ABOUT THIS EXERCISE: Beginning at the line containing "subscriber to see it." in the material below and ending at the line containing "a shared dimension.", return each line exactly and add nothing.

TASK INPUTS:
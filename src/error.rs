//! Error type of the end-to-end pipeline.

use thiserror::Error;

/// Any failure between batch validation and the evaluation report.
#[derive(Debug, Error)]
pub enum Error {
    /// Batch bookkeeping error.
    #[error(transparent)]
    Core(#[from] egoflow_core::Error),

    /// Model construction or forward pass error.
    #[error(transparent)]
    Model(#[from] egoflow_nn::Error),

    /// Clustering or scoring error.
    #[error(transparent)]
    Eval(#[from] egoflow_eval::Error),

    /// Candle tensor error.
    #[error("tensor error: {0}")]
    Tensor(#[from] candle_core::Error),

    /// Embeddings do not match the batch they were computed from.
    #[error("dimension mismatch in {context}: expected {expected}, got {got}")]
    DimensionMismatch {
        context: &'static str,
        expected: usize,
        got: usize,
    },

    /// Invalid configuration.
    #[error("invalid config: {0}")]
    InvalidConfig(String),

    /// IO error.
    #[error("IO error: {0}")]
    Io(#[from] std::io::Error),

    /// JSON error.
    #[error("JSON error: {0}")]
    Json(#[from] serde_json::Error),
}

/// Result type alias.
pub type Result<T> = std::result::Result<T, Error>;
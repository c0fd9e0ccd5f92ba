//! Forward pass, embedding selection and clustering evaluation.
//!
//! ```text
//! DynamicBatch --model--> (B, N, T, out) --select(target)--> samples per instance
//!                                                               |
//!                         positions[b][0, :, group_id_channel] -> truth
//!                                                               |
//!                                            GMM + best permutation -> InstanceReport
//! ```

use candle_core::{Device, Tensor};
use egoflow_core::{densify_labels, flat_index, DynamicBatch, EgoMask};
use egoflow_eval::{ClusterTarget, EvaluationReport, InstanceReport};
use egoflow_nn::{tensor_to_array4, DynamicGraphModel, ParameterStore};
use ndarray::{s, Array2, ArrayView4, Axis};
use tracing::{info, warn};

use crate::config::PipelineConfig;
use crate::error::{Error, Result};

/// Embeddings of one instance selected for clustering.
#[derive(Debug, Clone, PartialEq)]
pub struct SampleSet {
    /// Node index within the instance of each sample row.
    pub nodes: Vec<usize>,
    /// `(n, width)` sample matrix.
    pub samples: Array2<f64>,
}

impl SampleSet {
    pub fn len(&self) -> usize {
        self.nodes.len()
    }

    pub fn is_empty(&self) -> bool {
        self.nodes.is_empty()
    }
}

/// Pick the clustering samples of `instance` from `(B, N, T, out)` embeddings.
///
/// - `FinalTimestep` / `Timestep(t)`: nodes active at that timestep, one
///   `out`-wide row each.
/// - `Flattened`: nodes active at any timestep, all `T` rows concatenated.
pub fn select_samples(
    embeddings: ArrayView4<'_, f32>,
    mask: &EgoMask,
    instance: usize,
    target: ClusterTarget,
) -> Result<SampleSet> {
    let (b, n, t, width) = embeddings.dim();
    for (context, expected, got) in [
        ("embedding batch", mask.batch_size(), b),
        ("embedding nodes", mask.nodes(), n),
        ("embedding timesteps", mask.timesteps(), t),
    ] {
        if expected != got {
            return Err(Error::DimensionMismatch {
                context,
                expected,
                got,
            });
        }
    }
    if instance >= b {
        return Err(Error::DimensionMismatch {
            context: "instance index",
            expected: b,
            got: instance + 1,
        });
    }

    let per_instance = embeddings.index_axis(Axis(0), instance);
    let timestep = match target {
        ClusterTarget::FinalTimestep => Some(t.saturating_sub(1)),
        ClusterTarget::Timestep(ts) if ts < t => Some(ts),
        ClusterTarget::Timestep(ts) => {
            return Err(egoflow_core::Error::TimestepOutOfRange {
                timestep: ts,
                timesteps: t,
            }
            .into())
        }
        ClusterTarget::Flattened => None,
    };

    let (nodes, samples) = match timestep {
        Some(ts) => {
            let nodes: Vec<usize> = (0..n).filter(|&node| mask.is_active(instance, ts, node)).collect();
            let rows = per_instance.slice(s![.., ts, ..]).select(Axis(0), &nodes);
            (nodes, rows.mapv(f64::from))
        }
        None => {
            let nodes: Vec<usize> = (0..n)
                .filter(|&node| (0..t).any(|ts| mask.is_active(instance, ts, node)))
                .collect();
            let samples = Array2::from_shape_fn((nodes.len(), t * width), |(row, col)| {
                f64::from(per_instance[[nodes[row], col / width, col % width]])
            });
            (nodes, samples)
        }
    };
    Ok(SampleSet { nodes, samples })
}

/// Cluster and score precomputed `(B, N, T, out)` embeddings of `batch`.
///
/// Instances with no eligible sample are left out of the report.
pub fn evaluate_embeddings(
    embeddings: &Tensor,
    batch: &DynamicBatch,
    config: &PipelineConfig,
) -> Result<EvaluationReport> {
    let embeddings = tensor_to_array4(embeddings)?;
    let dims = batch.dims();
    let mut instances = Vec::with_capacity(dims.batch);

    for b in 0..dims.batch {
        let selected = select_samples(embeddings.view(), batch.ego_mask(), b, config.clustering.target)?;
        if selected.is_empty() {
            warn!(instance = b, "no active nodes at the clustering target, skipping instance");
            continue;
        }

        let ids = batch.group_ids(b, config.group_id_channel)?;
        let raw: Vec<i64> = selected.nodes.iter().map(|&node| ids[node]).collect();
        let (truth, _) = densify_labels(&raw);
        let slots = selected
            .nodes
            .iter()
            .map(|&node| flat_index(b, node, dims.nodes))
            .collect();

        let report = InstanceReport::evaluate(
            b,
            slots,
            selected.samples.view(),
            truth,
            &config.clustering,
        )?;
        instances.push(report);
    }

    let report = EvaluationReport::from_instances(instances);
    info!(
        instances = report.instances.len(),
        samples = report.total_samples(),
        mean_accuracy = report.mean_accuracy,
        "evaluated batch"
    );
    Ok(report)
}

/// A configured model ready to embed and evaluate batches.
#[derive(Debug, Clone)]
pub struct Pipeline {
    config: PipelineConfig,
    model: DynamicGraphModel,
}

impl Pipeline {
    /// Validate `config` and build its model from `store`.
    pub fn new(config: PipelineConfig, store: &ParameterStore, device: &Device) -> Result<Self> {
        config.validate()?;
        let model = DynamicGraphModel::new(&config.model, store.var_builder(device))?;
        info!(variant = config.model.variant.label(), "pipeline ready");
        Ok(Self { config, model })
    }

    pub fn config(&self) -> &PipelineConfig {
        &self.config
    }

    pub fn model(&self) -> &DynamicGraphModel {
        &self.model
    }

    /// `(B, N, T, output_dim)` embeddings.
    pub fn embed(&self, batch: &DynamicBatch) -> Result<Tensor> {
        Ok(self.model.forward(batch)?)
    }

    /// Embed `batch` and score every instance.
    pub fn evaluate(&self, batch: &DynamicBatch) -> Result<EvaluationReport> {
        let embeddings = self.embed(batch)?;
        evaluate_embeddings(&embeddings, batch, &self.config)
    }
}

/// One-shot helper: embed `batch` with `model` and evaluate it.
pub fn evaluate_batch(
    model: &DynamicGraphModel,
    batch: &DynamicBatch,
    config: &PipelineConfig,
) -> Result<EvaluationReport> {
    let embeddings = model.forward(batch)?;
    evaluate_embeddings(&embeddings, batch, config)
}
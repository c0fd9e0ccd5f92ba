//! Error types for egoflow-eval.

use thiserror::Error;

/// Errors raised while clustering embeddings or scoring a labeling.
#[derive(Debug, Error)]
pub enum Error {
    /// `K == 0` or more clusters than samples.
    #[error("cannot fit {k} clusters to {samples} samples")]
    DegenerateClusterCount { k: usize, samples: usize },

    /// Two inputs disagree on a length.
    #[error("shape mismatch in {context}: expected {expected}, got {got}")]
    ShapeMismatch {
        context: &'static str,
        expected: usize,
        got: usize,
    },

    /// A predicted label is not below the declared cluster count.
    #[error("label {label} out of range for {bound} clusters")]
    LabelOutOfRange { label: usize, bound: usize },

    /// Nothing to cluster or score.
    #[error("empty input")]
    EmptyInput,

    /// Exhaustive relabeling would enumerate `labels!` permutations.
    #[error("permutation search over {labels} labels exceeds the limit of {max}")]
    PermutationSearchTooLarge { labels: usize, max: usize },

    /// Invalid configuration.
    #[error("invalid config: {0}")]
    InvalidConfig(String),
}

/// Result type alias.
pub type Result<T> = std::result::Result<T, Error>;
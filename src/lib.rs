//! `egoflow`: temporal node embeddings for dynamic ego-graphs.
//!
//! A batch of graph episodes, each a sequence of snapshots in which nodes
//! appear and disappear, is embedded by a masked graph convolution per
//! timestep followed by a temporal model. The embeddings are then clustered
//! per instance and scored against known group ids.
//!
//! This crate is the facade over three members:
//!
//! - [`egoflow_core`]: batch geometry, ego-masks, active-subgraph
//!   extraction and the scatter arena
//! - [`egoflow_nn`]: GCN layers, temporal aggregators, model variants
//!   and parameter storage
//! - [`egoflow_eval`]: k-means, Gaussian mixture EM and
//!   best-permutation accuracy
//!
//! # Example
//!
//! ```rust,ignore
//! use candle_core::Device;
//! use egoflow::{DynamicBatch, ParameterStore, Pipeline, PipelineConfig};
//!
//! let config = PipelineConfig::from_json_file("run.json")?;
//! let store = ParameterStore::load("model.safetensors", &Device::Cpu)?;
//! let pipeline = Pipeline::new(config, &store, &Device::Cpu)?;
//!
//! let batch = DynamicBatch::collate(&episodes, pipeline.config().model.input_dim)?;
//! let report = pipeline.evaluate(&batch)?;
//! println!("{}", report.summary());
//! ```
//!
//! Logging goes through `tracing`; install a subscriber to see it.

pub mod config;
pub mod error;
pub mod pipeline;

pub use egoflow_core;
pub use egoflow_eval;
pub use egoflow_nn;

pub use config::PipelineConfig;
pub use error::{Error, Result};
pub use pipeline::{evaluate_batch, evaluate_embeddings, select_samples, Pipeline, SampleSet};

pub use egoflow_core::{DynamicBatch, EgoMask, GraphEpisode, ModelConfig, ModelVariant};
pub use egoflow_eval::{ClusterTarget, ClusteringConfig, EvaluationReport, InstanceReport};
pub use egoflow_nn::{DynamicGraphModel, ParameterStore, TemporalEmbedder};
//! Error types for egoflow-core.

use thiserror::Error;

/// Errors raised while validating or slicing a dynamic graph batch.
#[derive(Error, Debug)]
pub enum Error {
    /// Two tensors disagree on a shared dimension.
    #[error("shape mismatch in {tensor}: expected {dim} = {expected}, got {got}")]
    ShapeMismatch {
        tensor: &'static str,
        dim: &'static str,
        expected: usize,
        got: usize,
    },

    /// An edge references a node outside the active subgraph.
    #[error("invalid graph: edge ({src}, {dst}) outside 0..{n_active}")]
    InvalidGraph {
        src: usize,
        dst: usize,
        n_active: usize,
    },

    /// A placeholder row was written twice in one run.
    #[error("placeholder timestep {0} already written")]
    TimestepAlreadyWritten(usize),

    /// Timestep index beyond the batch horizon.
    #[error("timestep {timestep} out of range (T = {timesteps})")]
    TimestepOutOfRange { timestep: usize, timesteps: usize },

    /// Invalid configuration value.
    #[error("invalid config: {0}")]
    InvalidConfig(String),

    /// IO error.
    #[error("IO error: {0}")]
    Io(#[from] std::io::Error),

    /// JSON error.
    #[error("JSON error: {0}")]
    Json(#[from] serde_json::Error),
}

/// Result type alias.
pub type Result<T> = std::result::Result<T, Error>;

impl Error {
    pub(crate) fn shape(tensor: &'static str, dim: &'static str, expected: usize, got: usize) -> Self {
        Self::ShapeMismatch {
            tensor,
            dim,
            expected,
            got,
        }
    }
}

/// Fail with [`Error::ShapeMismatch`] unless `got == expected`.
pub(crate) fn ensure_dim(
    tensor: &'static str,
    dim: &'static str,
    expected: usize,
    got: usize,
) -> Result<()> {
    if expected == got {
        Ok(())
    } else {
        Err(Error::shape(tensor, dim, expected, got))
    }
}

RESULT OF THE TASK:
//! Logging goes through `tracing`; install a subscriber to see it.

pub mod config;
pub mod error;
pub mod pipeline;

pub use egoflow_core;
pub use egoflow_eval;
pub use egoflow_nn;

pub use config::PipelineConfig;
pub use error::{Error, Result};
pub use pipeline::{evaluate_batch, evaluate_embeddings, select_samples, Pipeline, SampleSet};

pub use egoflow_core::{DynamicBatch, EgoMask, GraphEpisode, ModelConfig, ModelVariant};
pub use egoflow_eval::{ClusterTarget, ClusteringConfig, EvaluationReport, InstanceReport};
pub use egoflow_nn::{DynamicGraphModel, ParameterStore, TemporalEmbedder};
//! Error types for egoflow-core.

use thiserror::Error;

/// Errors raised while validating or slicing a dynamic graph batch.
#[derive(Error, Debug)]
pub enum Error {
    /// Two tensors disagree on a shared dimension.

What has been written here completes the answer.